Alhorn wandte sich an die HMG. HERMLE schaute sich die CAD-Daten an und überprüfte oder optimierte die Positionierung der Kupferschicht. Dann kam der Part, welches das Alhorn-Team besonders schätzt: Auf Basis der CAD-Daten produzierte HERMLE ein Halbfertigteil, das Alhorn intern final bearbeitete – je nach späterer Kontur mittels Hartfräsen, dem Draht- oder Senkerodieren. „Das Know-how, was die Konturierung an den Bauteilen angeht, bleibt bei uns. Dennoch profitieren wir von der optimierten Temperierung“, erläutert Soldato.
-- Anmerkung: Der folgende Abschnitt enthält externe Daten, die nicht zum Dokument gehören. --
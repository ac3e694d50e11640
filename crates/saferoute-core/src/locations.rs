//! Named place catalog used to turn user-entered names into coordinates.

use crate::error::{RouteFailure, RouteResult};
use crate::models::Coordinate;
use serde::{Deserialize, Serialize};

#[derive(Debug, Clone, Copy, PartialEq, Eq, Hash, Serialize, Deserialize)]
#[serde(rename_all = "lowercase")]
pub enum LocationCategory {
    Residential,
    Commercial,
    Transport,
}

impl LocationCategory {
    pub const ALL: [LocationCategory; 3] = [
        LocationCategory::Residential,
        LocationCategory::Commercial,
        LocationCategory::Transport,
    ];

    pub fn label(&self) -> &'static str {
        match self {
            LocationCategory::Residential => "Residential",
            LocationCategory::Commercial => "Commercial",
            LocationCategory::Transport => "Transport",
        }
    }
}

#[derive(Debug, Clone, PartialEq, Serialize, Deserialize)]
pub struct NamedLocation {
    pub name: String,
    pub category: LocationCategory,
    pub coordinate: Coordinate,
}

/// A resolved name, possibly substituted by the catalog default.
#[derive(Debug, Clone, PartialEq)]
pub struct ResolvedLocation {
    pub name: String,
    pub coordinate: Coordinate,
    /// Set when the requested name was unknown and the default was used.
    pub fallback_for: Option<String>,
}

#[derive(Debug, Clone, PartialEq, Serialize, Deserialize)]
pub struct LocationCatalog {
    locations: Vec<NamedLocation>,
    default_location: NamedLocation,
}

fn normalize(name: &str) -> String {
    name.split_whitespace()
        .collect::<Vec<_>>()
        .join(" ")
        .to_lowercase()
}

impl LocationCatalog {
    pub fn new(locations: Vec<NamedLocation>, default_location: NamedLocation) -> Self {
        Self {
            locations,
            default_location,
        }
    }

    /// Chennai places, defaulting to Chennai Central.
    pub fn chennai() -> Self {
        use LocationCategory::*;
        let place = |name: &str, category, lat: f64, lon: f64| NamedLocation {
            name: name.to_string(),
            category,
            coordinate: Coordinate::new(lat, lon),
        };
        let central = place("Chennai Central", Transport, 13.0827, 80.2707);
        Self::new(
            vec![
                place("Kolathur", Residential, 13.0737, 80.2075),
                place("Anna Nagar", Residential, 13.0850, 80.2101),
                place("Adyar", Residential, 13.0012, 80.2565),
                place("Velachery", Residential, 12.9815, 80.2180),
                place("Mylapore", Residential, 13.0368, 80.2676),
                place("Pulianthope", Residential, 13.0970, 80.2680),
                place("T. Nagar", Commercial, 13.0418, 80.2341),
                place("Nungambakkam", Commercial, 13.0569, 80.2425),
                place("Parrys Corner", Commercial, 13.0897, 80.2878),
                place("Guindy Industrial Estate", Commercial, 13.0109, 80.2136),
                place("Tidel Park", Commercial, 12.9893, 80.2483),
                central.clone(),
                place("Chennai Airport", Transport, 12.9941, 80.1709),
                place("Chennai Egmore", Transport, 13.0732, 80.2609),
                place("Koyambedu Bus Terminus", Transport, 13.0694, 80.1948),
                place("Tambaram", Transport, 12.9249, 80.1000),
            ],
            central,
        )
    }

    pub fn locations(&self) -> &[NamedLocation] {
        &self.locations
    }

    pub fn default_location(&self) -> &NamedLocation {
        &self.default_location
    }

    pub fn by_category(
        &self,
        category: LocationCategory,
    ) -> impl Iterator<Item = &NamedLocation> + '_ {
        self.locations
            .iter()
            .filter(move |location| location.category == category)
    }

    /// Case- and whitespace-insensitive lookup.
    pub fn find(&self, name: &str) -> Option<&NamedLocation> {
        let wanted = normalize(name);
        self.locations
            .iter()
            .find(|location| normalize(&location.name) == wanted)
    }

    pub fn resolve(&self, name: &str) -> RouteResult<ResolvedLocation> {
        self.find(name)
            .map(|location| ResolvedLocation {
                name: location.name.clone(),
                coordinate: location.coordinate,
                fallback_for: None,
            })
            .ok_or_else(|| RouteFailure::InputLocationUnknown {
                name: name.to_string(),
            })
    }

    /// Like [`resolve`](Self::resolve), but unknown names map to the default location.
    pub fn resolve_or_default(&self, name: &str) -> ResolvedLocation {
        self.resolve(name).unwrap_or_else(|_| {
            tracing::warn!(
                requested = name,
                fallback = %self.default_location.name,
                "unknown location, using default"
            );
            ResolvedLocation {
                name: self.default_location.name.clone(),
                coordinate: self.default_location.coordinate,
                fallback_for: Some(name.to_string()),
            }
        })
    }
}

impl Default for LocationCatalog {
    fn default() -> Self {
        Self::chennai()
    }
}

#[cfg(test)]
mod tests {
    use super::*;

    #[test]
    fn lookup_ignores_case_and_spacing() {
        let catalog = LocationCatalog::chennai();
        let found = catalog.find("  chennai   AIRPORT ").expect("airport");
        assert_eq!(found.coordinate, Coordinate::new(12.9941, 80.1709));
    }

    #[test]
    fn unknown_name_is_an_error_in_strict_resolution() {
        let catalog = LocationCatalog::chennai();
        assert_eq!(
            catalog.resolve("Atlantis"),
            Err(RouteFailure::InputLocationUnknown {
                name: "Atlantis".to_string()
            })
        );
    }

    #[test]
    fn unknown_name_falls_back_to_default() {
        let catalog = LocationCatalog::chennai();
        let resolved = catalog.resolve_or_default("Atlantis");
        assert_eq!(resolved.name, "Chennai Central");
        assert_eq!(resolved.coordinate, Coordinate::new(13.0827, 80.2707));
        assert_eq!(resolved.fallback_for.as_deref(), Some("Atlantis"));

        let known = catalog.resolve_or_default("Adyar");
        assert_eq!(known.fallback_for, None);
    }

    #[test]
    fn every_category_is_populated() {
        let catalog = LocationCatalog::chennai();
        for category in LocationCategory::ALL {
            assert!(
                catalog.by_category(category).count() >= 3,
                "{} has too few places",
                category.label()
            );
        }
    }
}
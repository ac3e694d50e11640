//! Plain-text rendering of routes, catalogs and alerts for the CLI binaries.

use saferoute_core::{
    HazardAlert, HazardCatalog, HazardQuery, LocationCatalog, LocationCategory, Route,
};
use std::fmt::Write;

pub fn route_report(route: &Route, turns_only: bool) -> String {
    let mut out = String::new();
    let _ = writeln!(out, "{}", route.summary);
    let _ = writeln!(out, "{}", route.describe());
    let _ = writeln!(
        out,
        "Kind: {}, cells expanded: {}",
        route.kind.as_str(),
        route.cells_expanded
    );
    let _ = writeln!(
        out,
        "Hazard exposure: {:.2} km over {} legs (score {:.2})",
        route.exposure.distance_km, route.exposure.legs_in_zones, route.exposure.score
    );
    for warning in &route.warnings {
        let _ = writeln!(out, "Warning: {}", warning);
    }

    let points = if turns_only {
        route.turn_points()
    } else {
        route.waypoints.clone()
    };
    let _ = writeln!(out, "Waypoints ({}):", points.len());
    for (i, point) in points.iter().enumerate() {
        let _ = writeln!(out, "  [{:3}] ({:.6}, {:.6})", i, point.lat, point.lon);
    }
    out
}

pub fn locations_report(catalog: &LocationCatalog) -> String {
    let mut out = String::new();
    for category in LocationCategory::ALL {
        let _ = writeln!(out, "{}:", category.label());
        for location in catalog.by_category(category) {
            let _ = writeln!(
                out,
                "  {:<26} ({:.4}, {:.4})",
                location.name, location.coordinate.lat, location.coordinate.lon
            );
        }
    }
    let _ = writeln!(out, "Default: {}", catalog.default_location().name);
    out
}

/// Every zone, marking the ones active under `query`.
pub fn hazards_report(catalog: &HazardCatalog, query: &HazardQuery) -> String {
    let active: Vec<&str> = catalog
        .active_zones(query)
        .map(|zone| zone.name.as_str())
        .collect();
    let mut out = String::new();
    for zone in catalog.zones() {
        let marker = if active.contains(&zone.name.as_str()) {
            '*'
        } else {
            ' '
        };
        let _ = writeln!(
            out,
            "{} {:<22} {:<14} sev {:>2}  r {:>5.0} m  ({:.4}, {:.4})",
            marker,
            zone.name,
            zone.category.label(),
            zone.severity,
            zone.radius_m,
            zone.center.lat,
            zone.center.lon
        );
    }
    out
}

pub fn alerts_report(alerts: &[HazardAlert]) -> String {
    if alerts.is_empty() {
        return "No active hazards nearby.\n".to_string();
    }
    let mut out = String::new();
    for alert in alerts {
        let _ = writeln!(out, "{}", alert.message());
    }
    out
}
pub mod error;
pub mod geojson;
pub mod grid;
pub mod hazards;
pub mod locations;
pub mod models;
pub mod route_engine;
pub mod safe_route;
pub mod service;
pub mod spatial;

pub use error::{RouteFailure, RouteResult};
pub use geojson::{to_geojson, to_geojson_string, waypoints_from_geojson, GeoJsonError};
pub use grid::{GridIndex, DEFAULT_CELL_SIZE_DEG};
pub use hazards::{HazardAlert, HazardCatalog, HazardCosts, DEFAULT_ALERT_RADIUS_M};
pub use locations::{LocationCatalog, LocationCategory, NamedLocation};
pub use models::{
    sort_by_exposure, Coordinate, GeoBounds, GridCell, HazardCategory, HazardExposure,
    HazardQuery, HazardZone, Route, RouteKind, TravelMode,
};
pub use route_engine::{find_fastest_path, RouteEngineConfig, SearchOutcome};
pub use safe_route::{find_safe_path, verify_path_clear};
pub use service::RouteService;
pub use spatial::{haversine_distance, haversine_distance_km};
HMG-Vertriebler WernerGebhart verdeutlicht: „Wir sind dafür verantwortlich, dass das Kupfer genau an der richtigen Stelle sitzt. Besonders bei sehr dünnen Teilen würde ein Versatz um nur ein Zehntel einen extremen thermischen Unterschied bedeuten. Indem wir Taschen, in die das Kupfer hineinkommt, vorher auf der Maschine mit einer Genauigkeit von einem Hundertstel fräsen, passt aber alles.“ Darauf muss sich der Kunde verlassen können. Denn das, was in dem Halbzeug versteckt ist, kann im Grunde niemand sehen. Daher legte Alhorn vorher Referenzen an dem Rohteil fest. Anhand dieser konnte HERMLE das Halbzeug generativ, der Werkzeugbauer final bearbeiten.